*PROBLEM TO WORK ON:*
All lines with the word "evaluated" must be pulled from the entries below.

*THE DATA:*
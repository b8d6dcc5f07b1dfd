//! Assembly of finite element quantities.
//!
//! Only the cell-local stage lives here: preprocessing of reference data and computation of
//! local matrices. Fanning out over cells and merging local contributions into global sparse
//! structures is left to the caller.
pub mod local;
use crate::element::{impl_scalar_reference_element_for_nodal, NodalBasis};
use crate::nalgebra::{Matrix1x3, Matrix1x6, Matrix2x3, Matrix2x6, Point2, Vector2};
use crate::{Real, ReferenceShape};
use numeric_literals::replace_float_literals;

/// Linear Lagrangian shape functions on the reference triangle.
///
/// The reference triangle has corners (0, 0), (1, 0), (0, 1). There is one shape function
/// per vertex and none on edges or in the interior.
#[derive(Debug, Default, Copy, Clone, PartialEq, Eq)]
pub struct Tri3Lagrange;

impl Tri3Lagrange {
    /// Barycentric coordinates of the given reference point.
    fn barycentric<T: Real>(xi: &Point2<T>) -> [T; 3] {
        [T::one() - xi.x - xi.y, xi.x, xi.y]
    }

    #[replace_float_literals(T::from_f64(literal).expect("Literal must fit in T"))]
    fn barycentric_gradients<T: Real>() -> [Vector2<T>; 3] {
        [Vector2::new(-1.0, -1.0), Vector2::new(1.0, 0.0), Vector2::new(0.0, 1.0)]
    }
}

impl<T> NodalBasis<T, 3> for Tri3Lagrange
where
    T: Real,
{
    #[rustfmt::skip]
    #[replace_float_literals(T::from_f64(literal).expect("Literal must fit in T"))]
    fn nodes(&self) -> Matrix2x3<T> {
        Matrix2x3::new(
            0.0, 1.0, 0.0,
            0.0, 0.0, 1.0,
        )
    }

    fn evaluate_basis(&self, xi: &Point2<T>) -> Matrix1x3<T> {
        let [l0, l1, l2] = Self::barycentric(xi);
        Matrix1x3::new(l0, l1, l2)
    }

    fn gradients(&self, _: &Point2<T>) -> Matrix2x3<T> {
        Matrix2x3::from_columns(&Self::barycentric_gradients())
    }
}

impl_scalar_reference_element_for_nodal!(
    Tri3Lagrange,
    nodes = 3,
    shape = ReferenceShape::Triangle,
    degree = 1,
    per_codim = [0, 0, 1]
);

/// Quadratic Lagrangian shape functions on the reference triangle.
///
/// Shape functions 0-2 belong to the vertices and 3-5 to the midpoints of the edges
/// (0, 1), (1, 2) and (2, 0).
#[derive(Debug, Default, Copy, Clone, PartialEq, Eq)]
pub struct Tri6Lagrange;

impl<T> NodalBasis<T, 6> for Tri6Lagrange
where
    T: Real,
{
    #[rustfmt::skip]
    #[replace_float_literals(T::from_f64(literal).expect("Literal must fit in T"))]
    fn nodes(&self) -> Matrix2x6<T> {
        Matrix2x6::new(
            0.0, 1.0, 0.0, 0.5, 0.5, 0.0,
            0.0, 0.0, 1.0, 0.0, 0.5, 0.5,
        )
    }

    #[rustfmt::skip]
    #[replace_float_literals(T::from_f64(literal).expect("Literal must fit in T"))]
    fn evaluate_basis(&self, xi: &Point2<T>) -> Matrix1x6<T> {
        let [l0, l1, l2] = Tri3Lagrange::barycentric(xi);
        Matrix1x6::from_row_slice(&[
            l0 * (2.0 * l0 - 1.0),
            l1 * (2.0 * l1 - 1.0),
            l2 * (2.0 * l2 - 1.0),
            4.0 * l0 * l1,
            4.0 * l1 * l2,
            4.0 * l2 * l0,
        ])
    }

    #[replace_float_literals(T::from_f64(literal).expect("Literal must fit in T"))]
    fn gradients(&self, xi: &Point2<T>) -> Matrix2x6<T> {
        let l = Tri3Lagrange::barycentric(xi);
        let g = Tri3Lagrange::barycentric_gradients::<T>();
        let vertex = |i: usize| g[i] * (4.0 * l[i] - 1.0);
        let edge = |a: usize, b: usize| (g[b] * l[a] + g[a] * l[b]) * 4.0;
        Matrix2x6::from_columns(&[vertex(0), vertex(1), vertex(2), edge(0, 1), edge(1, 2), edge(2, 0)])
    }
}

impl_scalar_reference_element_for_nodal!(
    Tri6Lagrange,
    nodes = 6,
    shape = ReferenceShape::Triangle,
    degree = 2,
    per_codim = [0, 1, 1]
);
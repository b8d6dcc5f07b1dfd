//! `proptest` strategies for non-degenerate cell geometries.
use crate::geometry::{QuadO1, TriaO1};
use ::proptest::prelude::*;
use nalgebra::{Point2, Vector2};
use std::f64::consts::PI;

pub fn point2() -> impl Strategy<Value = Point2<f64>> {
    // Pick a reasonably small range to pick coordinates from,
    // otherwise we can easily get floating point numbers that are
    // so ridiculously large as to break anything we might want to do with them
    let range = -10.0..10.0;
    [range.clone(), range].prop_map(|[x, y]| Point2::new(x, y))
}

/// Counter-clockwise triangles whose smallest angle is bounded away from zero.
///
/// Vertices are placed on a circle around a random center, with angular gaps of at least
/// a quarter turn between consecutive vertices.
pub fn nondegenerate_triangle() -> impl Strategy<Value = TriaO1<f64>> {
    let center = point2();
    let radius = 0.1..5.0;
    let start = 0.0..2.0 * PI;
    // The first two gaps lie in [PI / 2, 3 PI / 4), which leaves more than PI / 2 for the third
    let gaps = [0.0..0.25 * PI, 0.0..0.25 * PI];
    (center, radius, start, gaps).prop_map(|(center, radius, start, [a, b])| {
        let angles = [start, start + 0.5 * PI + a, start + PI + a + b];
        let vertices = angles.map(|theta| center + radius * Vector2::new(theta.cos(), theta.sin()));
        TriaO1::from_vertices(vertices)
    })
}

/// Strictly convex, counter-clockwise quadrilaterals.
///
/// One vertex is drawn from each quadrant of a circle, after which the quadrilateral is
/// stretched along the axes. Both operations preserve convexity.
pub fn convex_quadrilateral() -> impl Strategy<Value = QuadO1<f64>> {
    let center = point2();
    let radius = 0.1..5.0;
    // Keep angles away from the quadrant boundaries so that no three vertices are collinear
    let quadrant_offset = 0.1..0.5 * PI - 0.1;
    let offsets = [
        quadrant_offset.clone(),
        quadrant_offset.clone(),
        quadrant_offset.clone(),
        quadrant_offset,
    ];
    let stretch = [0.2..5.0, 0.2..5.0];
    (center, radius, offsets, stretch).prop_map(|(center, radius, offsets, [sx, sy])| {
        let mut quadrant = 0.0;
        let vertices = offsets.map(|offset| {
            let theta = quadrant * 0.5 * PI + offset;
            quadrant += 1.0;
            center + radius * Vector2::new(sx * theta.cos(), sy * theta.sin())
        });
        QuadO1::from_vertices(vertices)
    })
}
use crate::error::GeometryError;
use crate::geometry::{affine_map, assert_local_points, check_vertex_coordinates, vertex_sub_geometry, Geometry};
use crate::nalgebra::{DMatrix, Point2};
use crate::{Real, ReferenceShape};

/// A triangle with straight edges, the affine image of the reference triangle.
///
/// Vertex `i` of the reference triangle is mapped to column `i` of the coordinate matrix.
#[derive(Debug, Clone, PartialEq)]
pub struct TriaO1<T: Real> {
    coords: DMatrix<T>,
}

impl<T: Real> TriaO1<T> {
    /// Construct a triangle from the columns of a `dim_global x 3` matrix of vertex coordinates.
    pub fn new(coords: DMatrix<T>) -> Result<Self, GeometryError> {
        check_vertex_coordinates(ReferenceShape::Triangle, &coords)?;
        Ok(Self { coords })
    }

    /// Construct a triangle in the plane.
    pub fn from_vertices(vertices: [Point2<T>; 3]) -> Self {
        Self {
            coords: DMatrix::from_fn(2, 3, |i, j| vertices[j][i]),
        }
    }

    /// The reference triangle itself, mapped by the identity.
    pub fn reference() -> Self {
        Self {
            coords: ReferenceShape::Triangle.vertex_coords(),
        }
    }

    pub fn coords(&self) -> &DMatrix<T> {
        &self.coords
    }

    fn constant_jacobian(&self) -> DMatrix<T> {
        let v0 = self.coords.column(0);
        DMatrix::from_columns(&[self.coords.column(1) - &v0, self.coords.column(2) - &v0])
    }
}

impl<T: Real> Geometry<T> for TriaO1<T> {
    fn dim_global(&self) -> usize {
        self.coords.nrows()
    }

    fn ref_el(&self) -> ReferenceShape {
        ReferenceShape::Triangle
    }

    fn global(&self, local: &DMatrix<T>) -> DMatrix<T> {
        assert_local_points(ReferenceShape::Triangle, local);
        affine_map(self.coords.column(0), &self.constant_jacobian(), local)
    }

    fn jacobian(&self, local: &DMatrix<T>) -> Vec<DMatrix<T>> {
        assert_local_points(ReferenceShape::Triangle, local);
        vec![self.constant_jacobian(); local.ncols()]
    }

    fn sub_geometry(&self, codim: usize, index: usize) -> Result<Box<dyn Geometry<T>>, GeometryError> {
        vertex_sub_geometry(ReferenceShape::Triangle, &self.coords, codim, index)
    }
}
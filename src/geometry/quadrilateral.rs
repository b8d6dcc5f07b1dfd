use crate::error::GeometryError;
use crate::geometry::{assert_local_points, check_vertex_coordinates, vertex_sub_geometry, Geometry};
use crate::nalgebra::{DMatrix, Point2};
use crate::{Real, ReferenceShape};
use numeric_literals::replace_float_literals;

/// A quadrilateral with straight edges, the bilinear image of the unit square.
///
/// Vertex `i` of the unit square is mapped to column `i` of the coordinate matrix. Unless the
/// quadrilateral is a parallelogram, the Jacobian varies over the cell.
#[derive(Debug, Clone, PartialEq)]
pub struct QuadO1<T: Real> {
    coords: DMatrix<T>,
}

impl<T: Real> QuadO1<T> {
    /// Construct a quadrilateral from the columns of a `dim_global x 4` matrix of vertex
    /// coordinates, given in counter-clockwise order.
    pub fn new(coords: DMatrix<T>) -> Result<Self, GeometryError> {
        check_vertex_coordinates(ReferenceShape::Quadrilateral, &coords)?;
        Ok(Self { coords })
    }

    /// Construct a quadrilateral in the plane.
    pub fn from_vertices(vertices: [Point2<T>; 4]) -> Self {
        Self {
            coords: DMatrix::from_fn(2, 4, |i, j| vertices[j][i]),
        }
    }

    /// The unit square itself, mapped by the identity.
    pub fn reference() -> Self {
        Self {
            coords: ReferenceShape::Quadrilateral.vertex_coords(),
        }
    }

    pub fn coords(&self) -> &DMatrix<T> {
        &self.coords
    }

    #[replace_float_literals(T::from_f64(literal).expect("Literal must fit in T"))]
    fn jacobian_at(&self, x: T, y: T) -> DMatrix<T> {
        let v = |i: usize| self.coords.column(i);
        let d_dx = (v(1) - v(0)) * (1.0 - y) + (v(2) - v(3)) * y;
        let d_dy = (v(3) - v(0)) * (1.0 - x) + (v(2) - v(1)) * x;
        DMatrix::from_columns(&[d_dx, d_dy])
    }
}

impl<T: Real> Geometry<T> for QuadO1<T> {
    fn dim_global(&self) -> usize {
        self.coords.nrows()
    }

    fn ref_el(&self) -> ReferenceShape {
        ReferenceShape::Quadrilateral
    }

    #[replace_float_literals(T::from_f64(literal).expect("Literal must fit in T"))]
    fn global(&self, local: &DMatrix<T>) -> DMatrix<T> {
        assert_local_points(ReferenceShape::Quadrilateral, local);
        let mut global = DMatrix::zeros(self.coords.nrows(), local.ncols());
        for (xi, mut x) in local.column_iter().zip(global.column_iter_mut()) {
            let (s, t) = (xi[0], xi[1]);
            let weights = [(1.0 - s) * (1.0 - t), s * (1.0 - t), s * t, (1.0 - s) * t];
            for (vertex, weight) in self.coords.column_iter().zip(weights) {
                x.axpy(weight, &vertex, 1.0);
            }
        }
        global
    }

    fn jacobian(&self, local: &DMatrix<T>) -> Vec<DMatrix<T>> {
        assert_local_points(ReferenceShape::Quadrilateral, local);
        local
            .column_iter()
            .map(|xi| self.jacobian_at(xi[0], xi[1]))
            .collect()
    }

    fn sub_geometry(&self, codim: usize, index: usize) -> Result<Box<dyn Geometry<T>>, GeometryError> {
        vertex_sub_geometry(ReferenceShape::Quadrilateral, &self.coords, codim, index)
    }
}
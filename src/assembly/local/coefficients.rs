use crate::nalgebra::{DMatrix, DVector};
use crate::Real;

/// A scalar coefficient field, evaluated at global points.
///
/// Implemented for closures `Fn(&DVector<T>) -> T`.
pub trait ScalarCoefficient<T: Real>: Send + Sync {
    fn evaluate(&self, x: &DVector<T>) -> T;
}

/// A tensor-valued coefficient field, evaluated at global points.
///
/// At a point in a space of dimension `d`, the tensor must be a `d x d` matrix. Implemented for
/// closures `Fn(&DVector<T>) -> DMatrix<T>`.
pub trait TensorCoefficient<T: Real>: Send + Sync {
    fn evaluate(&self, x: &DVector<T>) -> DMatrix<T>;
}

impl<T, F> ScalarCoefficient<T> for F
where
    T: Real,
    F: Fn(&DVector<T>) -> T + Send + Sync,
{
    fn evaluate(&self, x: &DVector<T>) -> T {
        self(x)
    }
}

impl<T, F> TensorCoefficient<T> for F
where
    T: Real,
    F: Fn(&DVector<T>) -> DMatrix<T> + Send + Sync,
{
    fn evaluate(&self, x: &DVector<T>) -> DMatrix<T> {
        self(x)
    }
}

/// A coefficient that takes the same value everywhere.
#[derive(Debug, Copy, Clone, PartialEq)]
pub struct Constant<T>(pub T);

impl<T: Real> ScalarCoefficient<T> for Constant<T> {
    fn evaluate(&self, _: &DVector<T>) -> T {
        self.0
    }
}

impl<T: Real> TensorCoefficient<T> for Constant<DMatrix<T>> {
    fn evaluate(&self, _: &DVector<T>) -> DMatrix<T> {
        self.0.clone()
    }
}

/// An isotropic tensor field, the scalar field `C` times the identity.
#[derive(Debug, Copy, Clone, PartialEq)]
pub struct Isotropic<C>(pub C);

impl<T, C> TensorCoefficient<T> for Isotropic<C>
where
    T: Real,
    C: ScalarCoefficient<T>,
{
    fn evaluate(&self, x: &DVector<T>) -> DMatrix<T> {
        DMatrix::from_diagonal_element(x.len(), x.len(), self.0.evaluate(x))
    }
}

/// The coefficients of the second-order elliptic problem
///
/// ```text
/// -div(α grad u) + γ u = f.
/// ```
///
/// Each coefficient is optional. An absent coefficient contributes nothing: without α the
/// stiffness matrix is zero, without γ the mass matrix is zero and without f the load vector is
/// zero.
pub struct EllipticCoefficients<'a, T: Real> {
    diffusion: Option<Box<dyn TensorCoefficient<T> + 'a>>,
    reaction: Option<Box<dyn ScalarCoefficient<T> + 'a>>,
    source: Option<Box<dyn ScalarCoefficient<T> + 'a>>,
}

impl<'a, T: Real> Default for EllipticCoefficients<'a, T> {
    fn default() -> Self {
        Self::new()
    }
}

impl<'a, T: Real> EllipticCoefficients<'a, T> {
    /// Coefficients with all terms absent.
    pub fn new() -> Self {
        Self {
            diffusion: None,
            reaction: None,
            source: None,
        }
    }

    /// The Laplace operator, i.e. `α = I` and no other terms.
    pub fn laplace() -> Self {
        Self::new().with_diffusion(Isotropic(Constant(T::one())))
    }

    pub fn with_diffusion(mut self, diffusion: impl TensorCoefficient<T> + 'a) -> Self {
        self.diffusion = Some(Box::new(diffusion));
        self
    }

    pub fn with_reaction(mut self, reaction: impl ScalarCoefficient<T> + 'a) -> Self {
        self.reaction = Some(Box::new(reaction));
        self
    }

    pub fn with_source(mut self, source: impl ScalarCoefficient<T> + 'a) -> Self {
        self.source = Some(Box::new(source));
        self
    }

    pub fn diffusion(&self) -> Option<&(dyn TensorCoefficient<T> + 'a)> {
        self.diffusion.as_deref()
    }

    pub fn reaction(&self) -> Option<&(dyn ScalarCoefficient<T> + 'a)> {
        self.reaction.as_deref()
    }

    pub fn source(&self) -> Option<&(dyn ScalarCoefficient<T> + 'a)> {
        self.source.as_deref()
    }
}
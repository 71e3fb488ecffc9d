//! Edge Table
//!
//! Adjacency of the graph: each source node maps each outcome to at most one
//! target. Sources and outcomes keep the order in which they were first
//! wired, which fixes the order validation reports problems in.

use indexmap::IndexMap;

use super::{NodeId, Outcome};

/// Outgoing edges of a single node.
pub type Outgoing = IndexMap<Outcome, NodeId>;

/// Mapping of (source, outcome) to target.
#[derive(Debug, Clone, Default)]
pub struct EdgeTable {
    edges: IndexMap<NodeId, Outgoing>,
}

impl EdgeTable {
    pub fn new() -> Self {
        Self::default()
    }

    /// Insert an edge, returning the target it replaced, if any.
    pub fn insert(&mut self, source: NodeId, outcome: Outcome, target: NodeId) -> Option<NodeId> {
        self.edges
            .entry(source)
            .or_default()
            .insert(outcome, target)
    }

    /// The target reached from `source` under `outcome`.
    pub fn get(&self, source: NodeId, outcome: Outcome) -> Option<NodeId> {
        self.edges
            .get(&source)
            .and_then(|outgoing| outgoing.get(&outcome))
            .copied()
    }

    /// All outgoing edges of `source`.
    pub fn outgoing(&self, source: NodeId) -> Option<&Outgoing> {
        self.edges.get(&source)
    }

    /// Sources with their outgoing edges, in wiring order.
    pub fn sources(&self) -> impl Iterator<Item = (NodeId, &Outgoing)> {
        self.edges.iter().map(|(source, outgoing)| (*source, outgoing))
    }

    /// Every edge as a `(source, outcome, target)` triple.
    pub fn iter(&self) -> impl Iterator<Item = (NodeId, Outcome, NodeId)> + '_ {
        self.edges.iter().flat_map(|(source, outgoing)| {
            outgoing
                .iter()
                .map(move |(outcome, target)| (*source, *outcome, *target))
        })
    }

    /// Total number of edges.
    pub fn len(&self) -> usize {
        self.edges.values().map(IndexMap::len).sum()
    }

    pub fn is_empty(&self) -> bool {
        self.len() == 0
    }
}
//! Structural Validation
//!
//! Checks run before any node executes:
//!
//! 1. An End node is registered.
//! 2. With strict terminals on, at most one Start and one End node exist.
//! 3. Every node with outgoing edges uses either exactly `{ALWAYS}` or
//!    exactly `{YES, NO}`. `ERROR` edges are free and not checked.
//! 4. No node belongs to more than one group.
//!
//! Nodes are checked in registration order, then any edge sources that are
//! not registered in this graph. The first failing check is reported.
//! Reachability, cycles and the
//! existence of edge targets are not checked.

use indexmap::IndexMap;

use super::graphflow::Slot;
use super::{EdgeTable, Group, NodeId, NodeKind, Outcome, Outgoing};
use crate::config::RunConfig;
use crate::error::ValidationError;

/// Borrowed view of the parts of a graph that validation inspects.
pub(crate) struct Validator<'g> {
    nodes: &'g IndexMap<NodeId, Slot>,
    edges: &'g EdgeTable,
    groups: &'g [Group],
    config: &'g RunConfig,
}

impl<'g> Validator<'g> {
    pub(crate) fn new(
        nodes: &'g IndexMap<NodeId, Slot>,
        edges: &'g EdgeTable,
        groups: &'g [Group],
        config: &'g RunConfig,
    ) -> Self {
        Self {
            nodes,
            edges,
            groups,
            config,
        }
    }

    pub(crate) fn validate(&self) -> Result<(), ValidationError> {
        self.find(NodeKind::End).ok_or(ValidationError::MissingEnd)?;
        if self.config.strict_terminals {
            self.check_unique(NodeKind::Start)?;
            self.check_unique(NodeKind::End)?;
        }
        for &source in self.nodes.keys() {
            if let Some(outgoing) = self.edges.outgoing(source) {
                self.check_outcomes(source, outgoing)?;
            }
        }
        for (source, outgoing) in self.edges.sources() {
            if !self.nodes.contains_key(&source) {
                self.check_outcomes(source, outgoing)?;
            }
        }
        self.check_groups()
    }

    /// First node of `kind` in registration order.
    pub(crate) fn find(&self, kind: NodeKind) -> Option<NodeId> {
        self.nodes
            .iter()
            .find(|(_, slot)| slot.kind == kind)
            .map(|(id, _)| *id)
    }

    fn check_unique(&self, kind: NodeKind) -> Result<(), ValidationError> {
        let mut ids = self
            .nodes
            .iter()
            .filter(|(_, slot)| slot.kind == kind)
            .map(|(id, _)| *id);
        if let (Some(first), Some(second)) = (ids.next(), ids.next()) {
            return Err(ValidationError::DuplicateTerminal {
                kind,
                first,
                second,
            });
        }
        Ok(())
    }

    fn check_outcomes(&self, source: NodeId, outgoing: &Outgoing) -> Result<(), ValidationError> {
        let has = |outcome: Outcome| outgoing.contains_key(&outcome);

        if has(Outcome::Always) {
            let conflicting = [Outcome::Yes, Outcome::No].into_iter().find(|o| has(*o));
            if let Some(conflicting) = conflicting {
                return Err(ValidationError::AlwaysWithDecision {
                    node: self.name_of(source),
                    id: source,
                    conflicting,
                });
            }
            return Ok(());
        }

        let unpaired = match (has(Outcome::Yes), has(Outcome::No)) {
            (true, false) => Some((Outcome::Yes, Outcome::No)),
            (false, true) => Some((Outcome::No, Outcome::Yes)),
            _ => None,
        };
        match unpaired {
            Some((present, missing)) => Err(ValidationError::UnpairedDecision {
                node: self.name_of(source),
                id: source,
                present,
                missing,
            }),
            None => Ok(()),
        }
    }

    /// Groups are compared pairwise in creation order. Within a pair, the
    /// earlier group's members are checked in the order they were added.
    fn check_groups(&self) -> Result<(), ValidationError> {
        for (i, first) in self.groups.iter().enumerate() {
            for second in &self.groups[i + 1..] {
                if let Some(&node) = first.nodes().iter().find(|id| second.contains(**id)) {
                    return Err(ValidationError::DuplicateGroupMember {
                        node: self.name_of(node),
                        id: node,
                        first_group: first.name().to_string(),
                        second_group: second.name().to_string(),
                    });
                }
            }
        }
        Ok(())
    }

    fn name_of(&self, id: NodeId) -> String {
        self.nodes
            .get(&id)
            .map(|slot| slot.node.name().to_string())
            .unwrap_or_else(|| id.to_string())
    }
}
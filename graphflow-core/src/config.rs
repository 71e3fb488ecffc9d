//! Run Configuration
//!
//! Settings that change how strictly a graph is validated. The defaults keep
//! the permissive behaviour: when several Start or End nodes are registered,
//! the first one in registration order is used and the rest are ignored.

use serde::{Deserialize, Serialize};

use crate::error::ConfigError;

/// Configuration attached to a graph with `Graphflow::with_config`.
#[derive(Debug, Clone, Default, PartialEq, Eq, Serialize, Deserialize)]
#[serde(default, deny_unknown_fields)]
pub struct RunConfig {
    /// Reject graphs with more than one Start node or more than one End node.
    pub strict_terminals: bool,
}

impl RunConfig {
    /// Configuration with every optional check turned on.
    pub fn strict() -> Self {
        Self {
            strict_terminals: true,
        }
    }

    /// Parse configuration from JSON. Missing fields take their defaults.
    pub fn from_json(json: &str) -> Result<Self, ConfigError> {
        Ok(serde_json::from_str(json)?)
    }
}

*WRITTEN ANSWER:*
/// A scalar coefficient field, evaluated at global points.
/// A tensor-valued coefficient field, evaluated at global points.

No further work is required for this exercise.